WORK TO BE COMPLETED:
Your task is to copy each line in the listing that includes the word "Tozeur".

==================================================

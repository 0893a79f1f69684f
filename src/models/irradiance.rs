use std::fmt;
use std::str::FromStr;

use serde::{Deserialize, Serialize};
use utoipa::{IntoParams, ToSchema};

use crate::error::AppError;

// ─── Selectors ───────────────────────────────────────────────────────────────

/// Month selector. Variants are declared in form display order, which runs
/// from the darkest month to the sunniest rather than following the calendar.
#[derive(Debug, Clone, Copy, PartialEq, Eq, Hash, Serialize, Deserialize, ToSchema)]
pub enum Month {
    #[serde(rename = "Décembre")]
    Decembre,
    Janvier,
    Novembre,
    #[serde(rename = "Février")]
    Fevrier,
    Octobre,
    Mars,
    Septembre,
    Avril,
    #[serde(rename = "Août")]
    Aout,
    Mai,
    Juin,
    Juillet,
}

impl Month {
    pub const ALL: [Month; 12] = [
        Month::Decembre,
        Month::Janvier,
        Month::Novembre,
        Month::Fevrier,
        Month::Octobre,
        Month::Mars,
        Month::Septembre,
        Month::Avril,
        Month::Aout,
        Month::Mai,
        Month::Juin,
        Month::Juillet,
    ];

    /// Display name as shown in the form.
    pub fn name(self) -> &'static str {
        match self {
            Month::Decembre => "Décembre",
            Month::Janvier => "Janvier",
            Month::Novembre => "Novembre",
            Month::Fevrier => "Février",
            Month::Octobre => "Octobre",
            Month::Mars => "Mars",
            Month::Septembre => "Septembre",
            Month::Avril => "Avril",
            Month::Aout => "Août",
            Month::Mai => "Mai",
            Month::Juin => "Juin",
            Month::Juillet => "Juillet",
        }
    }

    /// Row index into the irradiance table.
    pub fn index(self) -> usize {
        self as usize
    }
}

impl fmt::Display for Month {
    fn fmt(&self, f: &mut fmt::Formatter<'_>) -> fmt::Result {
        f.write_str(self.name())
    }
}

impl FromStr for Month {
    type Err = AppError;

    fn from_str(s: &str) -> Result<Self, Self::Err> {
        Month::ALL
            .into_iter()
            .find(|m| m.name() == s)
            .ok_or_else(|| AppError::UnknownMonth(s.to_string()))
    }
}

#[derive(Debug, Clone, Copy, PartialEq, Eq, Hash, Serialize, Deserialize, ToSchema)]
pub enum City {
    Jendouba,
    Tunis,
    Gabes,
    Kairouan,
    Tozeur,
    Sfax,
}

impl City {
    pub const ALL: [City; 6] = [
        City::Jendouba,
        City::Tunis,
        City::Gabes,
        City::Kairouan,
        City::Tozeur,
        City::Sfax,
    ];

    pub fn name(self) -> &'static str {
        match self {
            City::Jendouba => "Jendouba",
            City::Tunis => "Tunis",
            City::Gabes => "Gabes",
            City::Kairouan => "Kairouan",
            City::Tozeur => "Tozeur",
            City::Sfax => "Sfax",
        }
    }

    /// Column index into the irradiance table.
    pub fn index(self) -> usize {
        self as usize
    }
}

impl fmt::Display for City {
    fn fmt(&self, f: &mut fmt::Formatter<'_>) -> fmt::Result {
        f.write_str(self.name())
    }
}

impl FromStr for City {
    type Err = AppError;

    fn from_str(s: &str) -> Result<Self, Self::Err> {
        City::ALL
            .into_iter()
            .find(|c| c.name() == s)
            .ok_or_else(|| AppError::UnknownCity(s.to_string()))
    }
}

// ─── REST API types ──────────────────────────────────────────────────────────

/// Query for `GET /api/irradiance`. Empty strings count as "not selected".
#[derive(Debug, Default, Deserialize, IntoParams)]
#[into_params(parameter_in = Query)]
pub struct IrradianceQuery {
    /// City name, e.g. `Tunis`
    pub city: Option<String>,
    /// French month name, e.g. `Mars`
    pub month: Option<String>,
}

#[derive(Debug, Serialize, ToSchema)]
pub struct IrradianceResponse {
    pub city: Option<City>,
    pub month: Option<Month>,
    /// Average daily irradiance (Wh/m²/day); `null` until both selectors are set
    pub irradiance_wh_m2_day: Option<u32>,
}

/// One row of the full table dump.
#[derive(Debug, Serialize, ToSchema)]
pub struct IrradianceRow {
    pub month: Month,
    /// City name → irradiance (Wh/m²/day), in city display order
    pub values: Vec<IrradianceCell>,
}

#[derive(Debug, Serialize, ToSchema)]
pub struct IrradianceCell {
    pub city: City,
    pub irradiance_wh_m2_day: u32,
}
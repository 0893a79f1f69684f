/// ============================================================
///  PV array sizing for a solar water pump
///
///   1. Pump rating       – CV → kW (÷ 1.36)
///   2. Daily demand      – kW × hours of operation (kWh/day)
///   3. IPV efficiency    – η_inv × (1 − (L_ac + L_dc))
///   4. Global efficiency – IPV efficiency × 0.9 derating
///   5. Capacity          – demand / (η_global × irradiance)
///
///  Irradiance is not checked: zero gives an infinite capacity,
///  a negative value a negative one.
/// ============================================================

use crate::models::capacity::{CalculationInput, CapacityBreakdown, LossFactors};

// ─── Constants ───────────────────────────────────────────────
const CV_PER_KW: f64 = 1.36;
const GLOBAL_DERATING: f64 = 0.9;

/// Required PV capacity (kWc).
pub fn calculate_pv_capacity(
    pump_power_cv: f64,
    operation_hours: f64,
    solar_irradiance: f64,
    ac_loss: f64,
    dc_loss: f64,
    inverter_efficiency: f64,
) -> f64 {
    let pump_power_kw = pump_power_cv / CV_PER_KW;
    let daily_energy_requirement = pump_power_kw * operation_hours;
    let ipv_efficiency = inverter_efficiency * (1.0 - (ac_loss + dc_loss));
    let global_efficiency = ipv_efficiency * GLOBAL_DERATING;
    daily_energy_requirement / (global_efficiency * solar_irradiance)
}

/// Same computation as [`calculate_pv_capacity`], keeping every intermediate.
pub fn breakdown(input: &CalculationInput) -> CapacityBreakdown {
    let LossFactors { ac_loss, dc_loss, inverter_efficiency } = input.losses;

    let pump_power_kw = input.pump_power_cv / CV_PER_KW;
    let daily_energy_kwh = pump_power_kw * input.operation_hours;
    let ipv_efficiency = inverter_efficiency * (1.0 - (ac_loss + dc_loss));
    let global_efficiency = ipv_efficiency * GLOBAL_DERATING;
    let capacity_kwc = calculate_pv_capacity(
        input.pump_power_cv,
        input.operation_hours,
        input.solar_irradiance,
        ac_loss,
        dc_loss,
        inverter_efficiency,
    );

    tracing::debug!(
        pump_power_cv = input.pump_power_cv,
        operation_hours = input.operation_hours,
        solar_irradiance = input.solar_irradiance,
        capacity_kwc,
        "PV capacity computed"
    );

    CapacityBreakdown {
        pump_power_kw,
        daily_energy_kwh,
        ipv_efficiency,
        global_efficiency,
        capacity_kwc,
    }
}

/// Two decimals, rendered the way the browser's `toFixed(2)` does.
pub fn format_capacity(kwc: f64) -> String {
    to_fixed_2(kwc)
}

/// `Number.prototype.toFixed(2)`: exact decimal rounding with ties away from
/// zero, `-0` prints as `0.00`, and magnitudes ≥ 1e21 fall back to exponent
/// notation.
pub fn to_fixed_2(x: f64) -> String {
    if x.is_nan() {
        return "NaN".to_string();
    }
    if x.is_infinite() {
        return if x > 0.0 { "Infinity" } else { "-Infinity" }.to_string();
    }

    let sign = if x < 0.0 { "-" } else { "" };
    let abs = x.abs();
    if abs >= 1e21 {
        // Shortest round-trip digits, exponent always positive here
        return format!("{}{}", sign, format!("{:e}", abs).replace('e', "e+"));
    }

    let thousandths = floor_thousandths(abs);
    let hundredths = thousandths / 10 + u128::from(thousandths % 10 >= 5);
    format!("{}{}.{:02}", sign, hundredths / 100, hundredths % 100)
}

/// `floor(x × 1000)` computed exactly from the IEEE 754 bits, for
/// finite `0 ≤ x < 1e21`.
fn floor_thousandths(x: f64) -> u128 {
    let bits = x.to_bits();
    let biased_exp = ((bits >> 52) & 0x7ff) as i32;
    let fraction = u128::from(bits & ((1u64 << 52) - 1));
    let (mantissa, exp) = if biased_exp == 0 {
        (fraction, -1074)
    } else {
        (fraction | (1u128 << 52), biased_exp - 1075)
    };

    if exp >= 0 {
        (mantissa << exp) * 1000
    } else {
        let shift = (-exp) as u32;
        if shift >= 128 { 0 } else { (mantissa * 1000) >> shift }
    }
}

/// Coerce a raw form value the way JavaScript's `Number()` does: blank → 0,
/// `Infinity` and `0x`/`0o`/`0b` literals accepted, anything else that is
/// not a plain decimal literal → NaN.
pub fn coerce_number(raw: &str) -> f64 {
    let trimmed = raw.trim();
    if trimmed.is_empty() {
        return 0.0;
    }

    match trimmed {
        "Infinity" | "+Infinity" => return f64::INFINITY,
        "-Infinity" => return f64::NEG_INFINITY,
        _ => {}
    }

    let radix = match trimmed.get(..2) {
        Some("0x") | Some("0X") => Some(16),
        Some("0o") | Some("0O") => Some(8),
        Some("0b") | Some("0B") => Some(2),
        _ => None,
    };
    if let Some(radix) = radix {
        return parse_radix_integer(&trimmed[2..], radix);
    }

    if is_decimal_literal(trimmed) {
        trimmed.parse::<f64>().unwrap_or(f64::NAN)
    } else {
        f64::NAN
    }
}

fn parse_radix_integer(digits: &str, radix: u32) -> f64 {
    if digits.is_empty() {
        return f64::NAN;
    }
    let mut acc = 0.0_f64;
    for ch in digits.chars() {
        match ch.to_digit(radix) {
            Some(d) => acc = acc * f64::from(radix) + f64::from(d),
            None => return f64::NAN,
        }
    }
    acc
}

/// `[+-] digits [. digits] [(e|E) [+-] digits]`, at least one mantissa digit.
fn is_decimal_literal(s: &str) -> bool {
    let body = s.strip_prefix(['+', '-']).unwrap_or(s);
    let (mantissa, exponent) = match body.find(['e', 'E']) {
        Some(i) => (&body[..i], Some(&body[i + 1..])),
        None => (body, None),
    };

    let (int_part, frac_part) = match mantissa.split_once('.') {
        Some((i, f)) => (i, f),
        None => (mantissa, ""),
    };
    let all_digits = |p: &str| p.bytes().all(|b| b.is_ascii_digit());
    if !all_digits(int_part) || !all_digits(frac_part) || int_part.len() + frac_part.len() == 0 {
        return false;
    }

    match exponent {
        None => true,
        Some(e) => {
            let digits = e.strip_prefix(['+', '-']).unwrap_or(e);
            !digits.is_empty() && all_digits(digits)
        }
    }
}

==================================================

ANSWER SPACE:
    Tozeur,
        City::Tozeur,
            City::Tozeur => "Tozeur",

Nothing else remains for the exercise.